Outre les réductions d’éclairage public, les particuliers sont invités à plafonner leur consommation, en baissant le chauffage et les températures de cuisson par exemple.

Des habitudes qui font déjà partie du quotidien des 42 millions d’Irakiens, dans un pays pourtant très riche en pétrole mais miné par les guerres et la corruption endémique.

Car les abonnements aux générateurs privés ne permettent pas toujours de faire fonctionner toute la maisonnée.

« Selon l’abonnement, un client peut se voir contraint d’éteindre le réfrigérateur pour pouvoir faire fonctionner le climatiseur », explique Khaled al-Chablawi, qui travaille depuis 13 ans pour un service de générateur fournissant de l’électricité à 170 foyers.

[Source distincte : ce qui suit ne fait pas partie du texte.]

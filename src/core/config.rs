use serde::{Deserialize, Serialize};
use std::path::{Path, PathBuf};

/// File name looked up in the user config directory and the working
/// directory.
pub const CONFIG_FILE_NAME: &str = "base62.toml";

/// Verbosity of diagnostic output.
#[derive(Debug, Clone, Copy, Default, PartialEq, Eq, PartialOrd, Ord, Deserialize, Serialize)]
#[serde(rename_all = "lowercase")]
pub enum LogLevel {
    Error,
    #[default]
    Warn,
    Info,
    Debug,
    Trace,
}

impl LogLevel {
    /// Returns the level `steps` notches more verbose, saturating at `Trace`.
    pub fn raised(self, steps: u8) -> Self {
        const ORDER: [LogLevel; 5] = [
            LogLevel::Error,
            LogLevel::Warn,
            LogLevel::Info,
            LogLevel::Debug,
            LogLevel::Trace,
        ];
        let idx = (self as usize + steps as usize).min(ORDER.len() - 1);
        ORDER[idx]
    }
}

impl From<LogLevel> for tracing::Level {
    fn from(level: LogLevel) -> Self {
        match level {
            LogLevel::Error => tracing::Level::ERROR,
            LogLevel::Warn => tracing::Level::WARN,
            LogLevel::Info => tracing::Level::INFO,
            LogLevel::Debug => tracing::Level::DEBUG,
            LogLevel::Trace => tracing::Level::TRACE,
        }
    }
}

/// Effective settings after all configuration layers are applied.
#[derive(Debug, Clone, Default, PartialEq, Eq, Serialize)]
pub struct Settings {
    /// Continue past items that fail to encode or decode
    pub keep_going: bool,
    /// Default log level before `-v` flags
    pub log_level: LogLevel,
}

/// A single configuration layer. Absent keys leave the lower layer alone.
#[derive(Debug, Clone, Default, Deserialize)]
#[serde(deny_unknown_fields)]
pub struct SettingsLayer {
    #[serde(default)]
    pub keep_going: Option<bool>,
    #[serde(default)]
    pub log_level: Option<LogLevel>,
}

#[derive(Debug, Clone, Default, Deserialize)]
#[serde(deny_unknown_fields)]
pub struct ConfigFile {
    #[serde(default)]
    pub settings: SettingsLayer,
}

/// Settings plus the files they were read from.
#[derive(Debug, Clone, Default)]
pub struct Config {
    pub settings: Settings,
    /// Override files that were applied, in order
    pub sources: Vec<PathBuf>,
}

impl ConfigFile {
    /// Parses a configuration layer from TOML content.
    pub fn from_toml(content: &str) -> Result<Self, toml::de::Error> {
        toml::from_str(content)
    }

    /// Loads a configuration layer from a file.
    pub fn load_from_file(path: &Path) -> Result<Self, Box<dyn std::error::Error>> {
        let content = std::fs::read_to_string(path)?;
        Ok(Self::from_toml(&content)?)
    }
}

impl Config {
    /// Loads the built-in defaults.
    pub fn load_default() -> Result<Self, Box<dyn std::error::Error>> {
        let content = include_str!("../../base62.toml");
        let mut config = Config::default();
        config.merge(ConfigFile::from_toml(content)?);
        Ok(config)
    }

    /// Loads configuration with user overrides from standard locations.
    ///
    /// Searches in priority order:
    /// 1. Built-in defaults
    /// 2. `~/.config/base62/base62.toml` (user overrides)
    /// 3. `./base62.toml` (project-local overrides)
    pub fn load_with_overrides() -> Result<Self, Box<dyn std::error::Error>> {
        let user_dir = dirs::config_dir().map(|dir| dir.join("base62"));
        Self::load_from_dirs(user_dir.as_deref(), Path::new("."))
    }

    /// Same as [`Config::load_with_overrides`] with explicit directories.
    pub fn load_from_dirs(
        user_dir: Option<&Path>,
        local_dir: &Path,
    ) -> Result<Self, Box<dyn std::error::Error>> {
        let mut config = Self::load_default()?;

        let candidates = user_dir
            .map(|dir| dir.join(CONFIG_FILE_NAME))
            .into_iter()
            .chain(std::iter::once(local_dir.join(CONFIG_FILE_NAME)));

        for path in candidates {
            if !path.exists() {
                tracing::trace!(path = %path.display(), "no config file");
                continue;
            }
            match ConfigFile::load_from_file(&path) {
                Ok(layer) => {
                    tracing::debug!(path = %path.display(), "applying config file");
                    config.merge(layer);
                    config.sources.push(path);
                }
                Err(e) => {
                    tracing::warn!(path = %path.display(), error = %e, "failed to load config file");
                }
            }
        }

        Ok(config)
    }

    /// Applies a layer on top of the current settings.
    pub fn merge(&mut self, layer: ConfigFile) {
        let SettingsLayer {
            keep_going,
            log_level,
        } = layer.settings;
        if let Some(keep_going) = keep_going {
            self.settings.keep_going = keep_going;
        }
        if let Some(log_level) = log_level {
            self.settings.log_level = log_level;
        }
    }

    /// Renders the effective settings as TOML.
    pub fn to_toml(&self) -> Result<String, toml::ser::Error> {
        #[derive(Serialize)]
        struct View<'a> {
            settings: &'a Settings,
        }
        toml::to_string(&View {
            settings: &self.settings,
        })
    }
}

#[cfg(test)]
mod tests {
    use super::*;

    #[test]
    fn test_load_default_config() {
        let config = Config::load_default().unwrap();
        assert_eq!(config.settings, Settings::default());
        assert!(config.sources.is_empty());
    }

    #[test]
    fn test_merge_is_field_by_field() {
        let mut config = Config::default();
        config.merge(ConfigFile::from_toml("[settings]\nkeep_going = true\n").unwrap());
        config.merge(ConfigFile::from_toml("[settings]\nlog_level = \"debug\"\n").unwrap());

        assert!(config.settings.keep_going);
        assert_eq!(config.settings.log_level, LogLevel::Debug);
    }

    #[test]
    fn test_unknown_keys_rejected() {
        assert!(ConfigFile::from_toml("[settings]\nalphabet = \"abc\"\n").is_err());
        assert!(ConfigFile::from_toml("[other]\n").is_err());
    }

    #[test]
    fn test_invalid_log_level_rejected() {
        assert!(ConfigFile::from_toml("[settings]\nlog_level = \"loud\"\n").is_err());
    }

    #[test]
    fn test_empty_file_is_valid_layer() {
        let mut config = Config::default();
        config.merge(ConfigFile::from_toml("").unwrap());
        assert_eq!(config.settings, Settings::default());
    }

    #[test]
    fn test_log_level_raised() {
        assert_eq!(LogLevel::Warn.raised(0), LogLevel::Warn);
        assert_eq!(LogLevel::Warn.raised(1), LogLevel::Info);
        assert_eq!(LogLevel::Warn.raised(2), LogLevel::Debug);
        assert_eq!(LogLevel::Error.raised(200), LogLevel::Trace);
    }

    #[test]
    fn test_load_from_dirs_layers_in_order() {
        let user = tempfile::tempdir().unwrap();
        let local = tempfile::tempdir().unwrap();
        std::fs::write(
            user.path().join(CONFIG_FILE_NAME),
            "[settings]\nkeep_going = true\nlog_level = \"info\"\n",
        )
        .unwrap();
        std::fs::write(
            local.path().join(CONFIG_FILE_NAME),
            "[settings]\nlog_level = \"trace\"\n",
        )
        .unwrap();

        let config = Config::load_from_dirs(Some(user.path()), local.path()).unwrap();
        assert!(config.settings.keep_going);
        assert_eq!(config.settings.log_level, LogLevel::Trace);
        assert_eq!(config.sources.len(), 2);
    }

    #[test]
    fn test_broken_layer_is_skipped() {
        let local = tempfile::tempdir().unwrap();
        std::fs::write(local.path().join(CONFIG_FILE_NAME), "not = [toml").unwrap();

        let config = Config::load_from_dirs(None, local.path()).unwrap();
        assert_eq!(config.settings, Settings::default());
        assert!(config.sources.is_empty());
    }

    #[test]
    fn test_to_toml() {
        let config = Config::load_default().unwrap();
        let rendered = config.to_toml().unwrap();
        assert!(rendered.contains("[settings]"));
        assert!(rendered.contains("keep_going = false"));
        assert!(rendered.contains("log_level = \"warn\""));
    }
}
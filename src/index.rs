//! Document indexing pipeline.
//!
//! Coordinates the full flow for one document: load → chunk → embed →
//! upsert into the vector collection. Chunk ids are content hashes, so
//! re-running over the same document replaces entries instead of piling up
//! duplicates. Progress is emitted on stderr so stdout remains parseable.

use std::path::Path;

use crate::chunk::chunk_text;
use crate::config::ChunkingConfig;
use crate::embedding::Embedder;
use crate::extract;
use crate::models::IndexSummary;
use crate::store::VectorCollection;
use crate::{Error, Result};

pub async fn index_document(
    embedder: &dyn Embedder,
    collection: &VectorCollection,
    path: &Path,
    chunking: &ChunkingConfig,
) -> Result<IndexSummary> {
    let body = extract::load_document(path)?;
    let chunks = chunk_text(&body, chunking.chunk_size, chunking.chunk_overlap);
    if chunks.is_empty() {
        return Err(Error::DocumentLoad {
            path: path.display().to_string(),
            reason: "document produced no text".to_string(),
        });
    }

    let total = chunks.len();
    for (n, chunk) in chunks.iter().enumerate() {
        let vector = embedder.embed(&chunk.text).await?;
        collection.upsert(&chunk.id, vector, &chunk.text);
        eprintln!(
            "index {}  embedding  {} / {} chunks",
            path.display(),
            n + 1,
            total
        );
    }

    Ok(IndexSummary {
        chunks: total,
        collection_size: collection.len(),
    })
}
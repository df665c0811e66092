//! Embedding provider abstraction and the Ollama implementation.
//!
//! Defines the [`Embedder`] trait and [`OllamaEmbedder`], which calls the
//! local Ollama embeddings API (`POST /api/embeddings`) with retry and
//! backoff. Every call recomputes — there is no cache.
//!
//! Also provides [`cosine_similarity`] for ranking stored vectors against
//! a query vector.

use async_trait::async_trait;

use crate::config::OllamaConfig;
use crate::remote;
use crate::{Error, Result};

/// Turns a text string into a fixed-length vector. Dimensionality is
/// determined by the backing model.
#[async_trait]
pub trait Embedder: Send + Sync {
    /// Returns the model identifier (e.g. `"nomic-embed-text"`).
    fn model_name(&self) -> &str;

    /// Embed one text. Empty or whitespace-only input is an error.
    async fn embed(&self, text: &str) -> Result<Vec<f32>>;
}

/// Embedding provider backed by a local Ollama instance.
pub struct OllamaEmbedder {
    client: reqwest::Client,
    base_url: String,
    model: String,
    max_retries: u32,
}

impl OllamaEmbedder {
    pub fn new(config: &OllamaConfig) -> Result<Self> {
        let client = reqwest::Client::builder()
            .timeout(std::time::Duration::from_secs(config.timeout_secs))
            .build()
            .map_err(|e| Error::Embedding(format!("failed to build HTTP client: {}", e)))?;

        Ok(Self {
            client,
            base_url: config.base_url.clone(),
            model: config.embedding_model.clone(),
            max_retries: config.max_retries,
        })
    }
}

#[async_trait]
impl Embedder for OllamaEmbedder {
    fn model_name(&self) -> &str {
        &self.model
    }

    async fn embed(&self, text: &str) -> Result<Vec<f32>> {
        if text.trim().is_empty() {
            return Err(Error::Embedding("cannot embed empty text".into()));
        }

        let url = remote::endpoint(&self.base_url, "api/embeddings");
        let body = serde_json::json!({
            "model": self.model,
            "prompt": text,
        });

        let json = remote::post_json_with_retry(&self.client, &url, &body, self.max_retries)
            .await
            .map_err(Error::Embedding)?;

        parse_embedding(&json)
    }
}

/// Parse the Ollama embeddings response: `{"embedding": [f64, ...]}`.
fn parse_embedding(json: &serde_json::Value) -> Result<Vec<f32>> {
    let values = json
        .get("embedding")
        .and_then(|e| e.as_array())
        .ok_or_else(|| Error::Embedding("response missing embedding array".into()))?;

    if values.is_empty() {
        return Err(Error::Embedding("response contained an empty embedding".into()));
    }

    Ok(values
        .iter()
        .map(|v| v.as_f64().unwrap_or(0.0) as f32)
        .collect())
}

/// Compute cosine similarity between two embedding vectors.
///
/// Returns a value in `[-1.0, 1.0]`; `0.0` for empty vectors or vectors of
/// different lengths.
pub fn cosine_similarity(a: &[f32], b: &[f32]) -> f32 {
    if a.len() != b.len() || a.is_empty() {
        return 0.0;
    }

    let mut dot = 0.0f32;
    let mut norm_a = 0.0f32;
    let mut norm_b = 0.0f32;

    for (x, y) in a.iter().zip(b.iter()) {
        dot += x * y;
        norm_a += x * x;
        norm_b += y * y;
    }

    let denom = norm_a.sqrt() * norm_b.sqrt();
    if denom < f32::EPSILON {
        return 0.0;
    }

    dot / denom
}
//! Fixed-size overlapping text chunker.
//!
//! Splits document body text into [`Chunk`]s of `chunk_size` characters with
//! `overlap` characters shared across each boundary, so context spanning a
//! boundary is never lost. No semantic-boundary awareness: the window slides
//! by `chunk_size - overlap` characters each step. Windows are measured in
//! characters and never split a UTF-8 code point.
//!
//! Each chunk's id is the SHA-256 hash of its text, which makes re-indexing
//! the same document idempotent under upsert.

use sha2::{Digest, Sha256};

use crate::models::Chunk;

/// Split text into overlapping chunks. Returns chunks with contiguous
/// indices starting at 0; empty input yields no chunks.
///
/// `overlap` must be smaller than `chunk_size` (enforced at config load).
pub fn chunk_text(text: &str, chunk_size: usize, overlap: usize) -> Vec<Chunk> {
    debug_assert!(chunk_size > 0 && overlap < chunk_size);
    let step = chunk_size.saturating_sub(overlap).max(1);

    // Byte offset of every char boundary, so windows can be sliced safely.
    let offsets: Vec<usize> = text.char_indices().map(|(i, _)| i).collect();
    let total_chars = offsets.len();
    if total_chars == 0 {
        return Vec::new();
    }

    let mut chunks = Vec::new();
    let mut start = 0usize;
    let mut chunk_index = 0usize;

    loop {
        let end = (start + chunk_size).min(total_chars);
        let byte_start = offsets[start];
        let byte_end = if end == total_chars {
            text.len()
        } else {
            offsets[end]
        };
        chunks.push(make_chunk(chunk_index, &text[byte_start..byte_end]));

        if end == total_chars {
            break;
        }
        start += step;
        chunk_index += 1;
    }

    chunks
}

fn make_chunk(chunk_index: usize, text: &str) -> Chunk {
    let mut hasher = Sha256::new();
    hasher.update(text.as_bytes());
    let id = format!("{:x}", hasher.finalize());

    Chunk {
        id,
        chunk_index,
        text: text.to_string(),
    }
}

#[cfg(test)]
mod tests {
    use super::*;

    #[test]
    fn small_text_single_chunk() {
        let chunks = chunk_text("Hello, world!", 1000, 100);
        assert_eq!(chunks.len(), 1);
        assert_eq!(chunks[0].chunk_index, 0);
        assert_eq!(chunks[0].text, "Hello, world!");
    }

    #[test]
    fn empty_text_no_chunks() {
        assert!(chunk_text("", 1000, 100).is_empty());
    }

    #[test]
    fn synthetic_2500_chars_yields_three_chunks() {
        let text = "abcdefghij".repeat(250);
        assert_eq!(text.chars().count(), 2500);

        let chunks = chunk_text(&text, 1000, 100);
        assert_eq!(chunks.len(), 3);
        assert_eq!(chunks[0].text.chars().count(), 1000);
        assert_eq!(chunks[1].text.chars().count(), 1000);
        assert_eq!(chunks[2].text.chars().count(), 700);
    }

    #[test]
    fn overlap_present_at_each_boundary() {
        let text: String = (0..2500).map(|i| char::from(b'a' + (i % 26) as u8)).collect();
        let chunks = chunk_text(&text, 1000, 100);
        assert_eq!(chunks.len(), 3);

        for pair in chunks.windows(2) {
            let tail: String = pair[0]
                .text
                .chars()
                .skip(pair[0].text.chars().count() - 100)
                .collect();
            let head: String = pair[1].text.chars().take(100).collect();
            assert_eq!(tail, head, "boundary must share exactly 100 chars");
        }
    }

    #[test]
    fn indices_contiguous_from_zero() {
        let text = "x".repeat(5000);
        let chunks = chunk_text(&text, 1000, 100);
        for (i, c) in chunks.iter().enumerate() {
            assert_eq!(c.chunk_index, i);
        }
    }

    #[test]
    fn ids_are_stable_across_runs() {
        let text = "Informasi Penerimaan Mahasiswa Baru. ".repeat(100);
        let a = chunk_text(&text, 1000, 100);
        let b = chunk_text(&text, 1000, 100);
        assert_eq!(a.len(), b.len());
        for (x, y) in a.iter().zip(b.iter()) {
            assert_eq!(x.id, y.id);
            assert_eq!(x.text, y.text);
        }
    }

    #[test]
    fn multibyte_text_never_splits_code_points() {
        let text = "séléksi mändiri Undikshä ".repeat(200);
        let chunks = chunk_text(&text, 1000, 100);
        assert!(chunks.len() > 1);

        // Slicing a code point in half would have panicked inside chunk_text.
        // Each window starts 900 chars after the previous one and the last
        // window runs to the end of the text.
        let total_chars = text.chars().count();
        let last = chunks.last().unwrap();
        assert_eq!(900 * (chunks.len() - 1) + last.text.chars().count(), total_chars);
    }
}
//! Error taxonomy for the admissions assistant.
//!
//! Every failure surfaced by the library falls into one of these buckets.
//! Remote-call errors (`Embedding`, `Model`) are raised only after the
//! bounded retry loop in `remote` is exhausted.

use thiserror::Error;

pub type Result<T, E = Error> = std::result::Result<T, E>;

#[derive(Debug, Error)]
pub enum Error {
    /// Bad or missing CLI input. The binary prints a usage message and
    /// exits with code 1.
    #[error("{0}")]
    Usage(String),

    /// The source document could not be read or parsed.
    #[error("failed to load document {path}: {reason}")]
    DocumentLoad { path: String, reason: String },

    /// The embedding endpoint rejected the request or became unreachable.
    #[error("embedding request failed: {0}")]
    Embedding(String),

    /// The chat model endpoint rejected the request or became unreachable.
    #[error("model request failed: {0}")]
    Model(String),

    /// Invalid configuration values or an unreadable config file.
    #[error("invalid configuration: {0}")]
    Config(String),
}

M. Jabr ne s’émeut pas de l’extinction de la tour Eiffel à 23H45 au lieu de 1H00. Ou des illuminations de Noël sur les Champs Elysées, qui seront éteintes chaque soir dès 23H45 au lieu de 2H00.

« C’est normal. Dans nos quartiers, en cas de problème technique, le secteur peut rester un jour ou deux sans électricité, le temps que ça soit réparé », ajoute l’homme au crâne dégarni.

Il se souvient comment, immédiatement après l’invasion américaine qui renversa Saddam Hussein en 2003, « les maisons étaient plongées dans le noir ». Les bombardements avaient endommagé les infrastructures d’un secteur électrique déjà défaillant depuis la guerre du Golfe de 1991.

« On avait du courant deux ou trois heures (par jour) seulement », raconte-t-il. « Les gens avaient des générateurs individuels. Ils achetaient du carburant et ça fonctionnait un ou deux jours. »

Aujourd’hui les délestages sont moins fréquents dès l’arrivée de l’automne. En été, avec des températures dépassant les 50 degrés, la pression augmente sur les générateurs –et les tarifs des abonnements grimpent.

Pour pallier les pénuries, qui ont donné lieu à des manifestations sporadiques à l’été 2021, l’Irak, très dépendant du gaz et de l’électricité de l’Iran voisin, cherche à diversifier l’approvisionnement et à augmenter sa production.

Il produit désormais plus de 24.000 mégawatts (MW) par jour, selon le porte-parole du ministère de l’Electricité, Ahmed Moussa.

Un seuil « jamais atteint auparavant », ajoute-t-il. Mais pour éviter les coupures, il faudrait dépasser les 32.000 MW.

En attendant, en période estivale, la fourniture en électricité publique peut varier de 14 heures, 16 heures à 20 heures par jour, selon les régions, indique M. Moussa.

Sur une avenue de Sadr City, plusieurs groupes électrogènes privés se succèdent, gros moteurs et cuves de carburant dissimulés par un enclos en préfabriqués.

L’un d’eux alimente à lui tout seul 300 foyers et 300 boutiques.

Grimpant le long de poteaux, des câbles électriques courent dans tout le quartier.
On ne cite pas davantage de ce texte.